Monitoring conformational changes of proteins in cells by fluorescence lifetime imaging microscopy

Abstract

To be able to detect in situ changes in protein conformation without perturbing the physiological environment would be a major step forward in understanding the precise mechanism occurring in protein interaction. We have developed a novel approach to monitoring conformational changes of proteins in intact cells. A double-labelled fluorescent green fluorescent protein–yellow fluorescent protein (GFP–YFP) fusion protein has been constructed, allowing the exploitation of enhanced-acceptor-fluorescence (EAF)-induced fluorescence resonance energy transfer (FRET). Additionally, a novel fusion partner, YFP^dark, has been designed to act as a sterically hindered control for EAF-FRET. Any conformational changes will cause a variation in FRET, which, in turn, is detected by fluorescence lifetime imaging microscopy (‘FLIM’). Protein kinase B (PKB)/Akt, a key component of phosphoinositide 3-kinase-mediated signalling, was selected for this purpose. Although conformational changes in PKB/Akt consequent to lipid binding and phosphorylation have been proposed in models, its behaviour in intact cells has not been tractable.
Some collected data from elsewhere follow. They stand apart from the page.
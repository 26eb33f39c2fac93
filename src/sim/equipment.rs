//! Equipment items, the item catalog, and the player's equipment ledger

use serde::{Deserialize, Serialize};

use super::stats::{StatBlock, StatKind};
use crate::consts::MAX_ACTIVE_ITEMS;

/// Item rarity (also drives shop offer odds)
#[derive(Debug, Clone, Copy, PartialEq, Eq, Hash, Serialize, Deserialize)]
#[serde(rename_all = "snake_case")]
pub enum Rarity {
    Common,
    Rare,
    Epic,
    Legendary,
}

impl Rarity {
    pub const ALL: [Rarity; 4] = [Rarity::Common, Rarity::Rare, Rarity::Epic, Rarity::Legendary];

    pub fn as_str(&self) -> &'static str {
        match self {
            Rarity::Common => "Common",
            Rarity::Rare => "Rare",
            Rarity::Epic => "Epic",
            Rarity::Legendary => "Legendary",
        }
    }
}

/// Weapon parameters carried by active items
#[derive(Debug, Clone, Copy, PartialEq, Serialize, Deserialize)]
pub struct WeaponStats {
    /// Seconds between shots before cooldown scaling
    pub cooldown_secs: f32,
    /// Per-hit multiplier on the player's damage stat
    pub damage_multiplier: f32,
}

/// What an item does once bought
#[derive(Debug, Clone, Copy, PartialEq, Serialize, Deserialize)]
#[serde(tag = "type", rename_all = "snake_case")]
pub enum ItemKind {
    /// Grants an independent auto-attack; at most `MAX_ACTIVE_ITEMS` equipped
    Active(WeaponStats),
    /// Pure stat modifiers, uncapped
    Passive,
    /// Used immediately on purchase
    Consumable { heal: f32 },
}

/// A single (stat, multiplier) modifier
#[derive(Debug, Clone, Copy, PartialEq, Serialize, Deserialize)]
pub struct StatEffect {
    pub stat: StatKind,
    pub multiplier: f32,
}

/// Immutable item descriptor
#[derive(Debug, Clone, PartialEq, Serialize, Deserialize)]
pub struct EquipmentItem {
    pub name: String,
    pub rarity: Rarity,
    pub kind: ItemKind,
    pub cost: u32,
    #[serde(default)]
    pub effects: Vec<StatEffect>,
}

impl EquipmentItem {
    pub fn is_active(&self) -> bool {
        matches!(self.kind, ItemKind::Active(_))
    }

    pub fn weapon(&self) -> Option<WeaponStats> {
        match self.kind {
            ItemKind::Active(w) => Some(w),
            _ => None,
        }
    }

    fn apply(&self, stats: &mut StatBlock) {
        for effect in &self.effects {
            stats.push_multiplier(effect.stat, effect.multiplier);
        }
    }

    fn revert(&self, stats: &mut StatBlock) {
        for effect in &self.effects {
            if !stats.remove_multiplier(effect.stat, effect.multiplier) {
                log::warn!(
                    "{}: no {} x{} modifier to remove",
                    self.name,
                    effect.stat.as_str(),
                    effect.multiplier
                );
            }
        }
    }
}

/// Why an equip attempt did nothing
#[derive(Debug, Clone, Copy, PartialEq, Eq)]
pub enum EquipError {
    /// Already carrying `MAX_ACTIVE_ITEMS` weapons
    InventoryFull,
    /// Consumables are used, never equipped
    NotEquippable,
}

/// An equipped weapon and its own attack cooldown
#[derive(Debug, Clone, PartialEq)]
pub struct WeaponSlot {
    pub item: EquipmentItem,
    pub weapon: WeaponStats,
    /// Ticks until this weapon may fire again (0 = ready)
    pub cooldown_ticks: u32,
}

/// Equipped actives (capped) and passives (uncapped)
#[derive(Debug, Clone, Default, PartialEq)]
pub struct EquipmentLedger {
    actives: Vec<WeaponSlot>,
    passives: Vec<EquipmentItem>,
}

impl EquipmentLedger {
    pub fn new() -> Self {
        Self::default()
    }

    pub fn actives(&self) -> &[WeaponSlot] {
        &self.actives
    }

    pub fn actives_mut(&mut self) -> &mut [WeaponSlot] {
        &mut self.actives
    }

    pub fn passives(&self) -> &[EquipmentItem] {
        &self.passives
    }

    pub fn is_full(&self) -> bool {
        self.actives.len() >= MAX_ACTIVE_ITEMS
    }

    /// Whether `item` would be accepted by `equip` right now
    pub fn can_equip(&self, item: &EquipmentItem) -> Result<(), EquipError> {
        match item.kind {
            ItemKind::Active(_) if self.is_full() => Err(EquipError::InventoryFull),
            ItemKind::Active(_) | ItemKind::Passive => Ok(()),
            ItemKind::Consumable { .. } => Err(EquipError::NotEquippable),
        }
    }

    /// Equip an item and push its modifiers onto `stats`
    pub fn equip(&mut self, item: EquipmentItem, stats: &mut StatBlock) -> Result<(), EquipError> {
        self.can_equip(&item)?;
        item.apply(stats);
        match item.kind {
            ItemKind::Active(weapon) => self.actives.push(WeaponSlot {
                item,
                weapon,
                cooldown_ticks: 0,
            }),
            _ => self.passives.push(item),
        }
        Ok(())
    }

    /// Unequip one copy of `item` (last equipped first) and pop its modifiers.
    /// Returns false if the item was not equipped.
    pub fn unequip(&mut self, item: &EquipmentItem, stats: &mut StatBlock) -> bool {
        let removed = if item.is_active() {
            self.actives
                .iter()
                .rposition(|slot| slot.item == *item)
                .map(|pos| self.actives.remove(pos).item)
        } else {
            self.passives
                .iter()
                .rposition(|p| p == item)
                .map(|pos| self.passives.remove(pos))
        };
        match removed {
            Some(item) => {
                item.revert(stats);
                true
            }
            None => false,
        }
    }
}

fn passive(name: &str, rarity: Rarity, cost: u32, effects: &[(StatKind, f32)]) -> EquipmentItem {
    EquipmentItem {
        name: name.to_string(),
        rarity,
        kind: ItemKind::Passive,
        cost,
        effects: effects
            .iter()
            .map(|&(stat, multiplier)| StatEffect { stat, multiplier })
            .collect(),
    }
}

fn weapon(name: &str, rarity: Rarity, cost: u32, cooldown_secs: f32, damage_multiplier: f32) -> EquipmentItem {
    EquipmentItem {
        name: name.to_string(),
        rarity,
        kind: ItemKind::Active(WeaponStats {
            cooldown_secs,
            damage_multiplier,
        }),
        cost,
        effects: Vec::new(),
    }
}

/// The default item catalog (weapons, relics, shop upgrades, consumables)
pub fn default_catalog() -> Vec<EquipmentItem> {
    use Rarity::*;
    use StatKind::*;

    vec![
        // Weapons
        weapon("Magic Wand", Common, 50, 1.5, 0.75),
        weapon("Knife", Common, 50, 1.0, 0.5),
        weapon("Whip", Common, 50, 1.2, 1.0),
        weapon("Fire Wand", Rare, 75, 2.0, 1.25),
        weapon("Cross Bow", Rare, 75, 1.8, 0.75),
        weapon("Lightning Ring", Epic, 100, 2.5, 1.5),
        // Relics
        passive("Wings", Rare, 75, &[(MoveSpeed, 1.3)]),
        passive("Spinach", Common, 50, &[(Damage, 1.2)]),
        passive("Empty Tome", Common, 50, &[(CooldownScale, 0.85)]),
        passive("Clover", Rare, 75, &[(CritChance, 2.0)]),
        passive("Hollow Heart", Rare, 75, &[(MaxHealth, 1.25)]),
        // Upgrades
        passive("Sharp Blade", Common, 50, &[(Damage, 1.1)]),
        passive("Running Shoes", Common, 50, &[(MoveSpeed, 1.1)]),
        passive("Leather Armor", Common, 50, &[(Defense, 1.1)]),
        passive("Enchanted Sword", Rare, 100, &[(Damage, 1.2)]),
        passive("Swift Boots", Rare, 100, &[(MoveSpeed, 1.2)]),
        passive("Steel Armor", Rare, 100, &[(Defense, 1.2)]),
        passive("Quick Loader", Rare, 100, &[(AttackSpeed, 1.15)]),
        passive("Ancient Blade", Epic, 200, &[(Damage, 1.35)]),
        passive("Hermes Boots", Epic, 200, &[(MoveSpeed, 1.35)]),
        passive("Dragon Scale", Epic, 200, &[(Defense, 1.35)]),
        passive("Critical Eye", Epic, 200, &[(CritChance, 1.5)]),
        passive("God Slayer", Legendary, 300, &[(Damage, 1.5)]),
        passive("Sonic Boots", Legendary, 300, &[(MoveSpeed, 1.5)]),
        passive("Holy Armor", Legendary, 300, &[(Defense, 1.5)]),
        passive("Death's Eye", Legendary, 300, &[(CritDamage, 1.5)]),
        passive("Eagle Lens", Epic, 150, &[(AttackRange, 1.25)]),
        // Consumables
        EquipmentItem {
            name: "Healing Draught".to_string(),
            rarity: Common,
            kind: ItemKind::Consumable { heal: 60.0 },
            cost: 30,
            effects: Vec::new(),
        },
        EquipmentItem {
            name: "Phoenix Ember".to_string(),
            rarity: Legendary,
            kind: ItemKind::Consumable { heal: 400.0 },
            cost: 150,
            effects: Vec::new(),
        },
    ]
}
//! Base stats with stacking multiplicative modifiers
//!
//! Every stat has a base value and an ordered list of pending multipliers.
//! The effective value is `base * product(multipliers)`. Multiplication is
//! order-independent, but removal is by value and takes out exactly one
//! matching entry, so two identical items stacked and later removed one at a
//! time each undo only their own contribution.

use serde::{Deserialize, Serialize};

/// Player attribute identifiers
#[derive(Debug, Clone, Copy, PartialEq, Eq, Hash, Serialize, Deserialize)]
#[serde(rename_all = "snake_case")]
pub enum StatKind {
    Damage,
    AttackSpeed,
    CritChance,
    CritDamage,
    MoveSpeed,
    Defense,
    AttackRange,
    /// Multiplier applied to every attack cooldown (lower is faster)
    CooldownScale,
    MaxHealth,
}

impl StatKind {
    pub const COUNT: usize = 9;

    pub const ALL: [StatKind; Self::COUNT] = [
        StatKind::Damage,
        StatKind::AttackSpeed,
        StatKind::CritChance,
        StatKind::CritDamage,
        StatKind::MoveSpeed,
        StatKind::Defense,
        StatKind::AttackRange,
        StatKind::CooldownScale,
        StatKind::MaxHealth,
    ];

    #[inline]
    pub const fn index(self) -> usize {
        self as usize
    }

    pub fn as_str(&self) -> &'static str {
        match self {
            StatKind::Damage => "damage",
            StatKind::AttackSpeed => "attack_speed",
            StatKind::CritChance => "crit_chance",
            StatKind::CritDamage => "crit_damage",
            StatKind::MoveSpeed => "move_speed",
            StatKind::Defense => "defense",
            StatKind::AttackRange => "attack_range",
            StatKind::CooldownScale => "cooldown_scale",
            StatKind::MaxHealth => "max_health",
        }
    }
}

/// Base values for every stat, as loaded from tuning
#[derive(Debug, Clone, Copy, PartialEq, Serialize, Deserialize)]
pub struct BaseStats {
    pub damage: f32,
    pub attack_speed: f32,
    pub crit_chance: f32,
    pub crit_damage: f32,
    pub move_speed: f32,
    pub defense: f32,
    pub attack_range: f32,
    #[serde(default = "one")]
    pub cooldown_scale: f32,
    pub max_health: f32,
}

fn one() -> f32 {
    1.0
}

impl Default for BaseStats {
    fn default() -> Self {
        Self {
            damage: 20.0,
            attack_speed: 2.5,
            crit_chance: 0.10,
            crit_damage: 2.0,
            move_speed: 6.0,
            defense: 10.0,
            attack_range: 150.0,
            cooldown_scale: 1.0,
            max_health: crate::consts::PLAYER_START_HEALTH,
        }
    }
}

impl BaseStats {
    pub fn get(&self, stat: StatKind) -> f32 {
        match stat {
            StatKind::Damage => self.damage,
            StatKind::AttackSpeed => self.attack_speed,
            StatKind::CritChance => self.crit_chance,
            StatKind::CritDamage => self.crit_damage,
            StatKind::MoveSpeed => self.move_speed,
            StatKind::Defense => self.defense,
            StatKind::AttackRange => self.attack_range,
            StatKind::CooldownScale => self.cooldown_scale,
            StatKind::MaxHealth => self.max_health,
        }
    }
}

/// Stat container: base values plus stacked multipliers, indexed by `StatKind`
#[derive(Debug, Clone, PartialEq)]
pub struct StatBlock {
    base: [f32; StatKind::COUNT],
    multipliers: [Vec<f32>; StatKind::COUNT],
}

impl StatBlock {
    /// Build from base values. Negative bases are clamped to zero.
    pub fn new(base: &BaseStats) -> Self {
        let mut values = [0.0; StatKind::COUNT];
        for stat in StatKind::ALL {
            values[stat.index()] = base.get(stat).max(0.0);
        }
        Self {
            base: values,
            multipliers: Default::default(),
        }
    }

    /// Effective value: base times every pending multiplier
    pub fn get(&self, stat: StatKind) -> f32 {
        let i = stat.index();
        self.multipliers[i]
            .iter()
            .fold(self.base[i], |acc, m| acc * m)
    }

    pub fn base(&self, stat: StatKind) -> f32 {
        self.base[stat.index()]
    }

    /// Number of multipliers currently stacked on a stat
    pub fn modifier_count(&self, stat: StatKind) -> usize {
        self.multipliers[stat.index()].len()
    }

    pub fn push_multiplier(&mut self, stat: StatKind, multiplier: f32) {
        self.multipliers[stat.index()].push(multiplier);
    }

    /// Remove one instance of `multiplier` (the most recently pushed match).
    /// Returns false if no matching entry exists.
    pub fn remove_multiplier(&mut self, stat: StatKind, multiplier: f32) -> bool {
        let list = &mut self.multipliers[stat.index()];
        match list.iter().rposition(|m| *m == multiplier) {
            Some(pos) => {
                list.remove(pos);
                true
            }
            None => false,
        }
    }
}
We report here that platelet-derived-growth-factor (‘PDGF’) stimulation of NIH3T3 cells expressing the GFP–Akt–YFP construct resulted in a loss of FRET at the plasma membrane and hence a change in PKB/Akt conformation. We also show that the GFP–Akt–YFP construct conserves fully its functional integrity. This novel approach of monitoring the in situ conformational changes has broad application for other members of the AGC kinase superfamily and other proteins.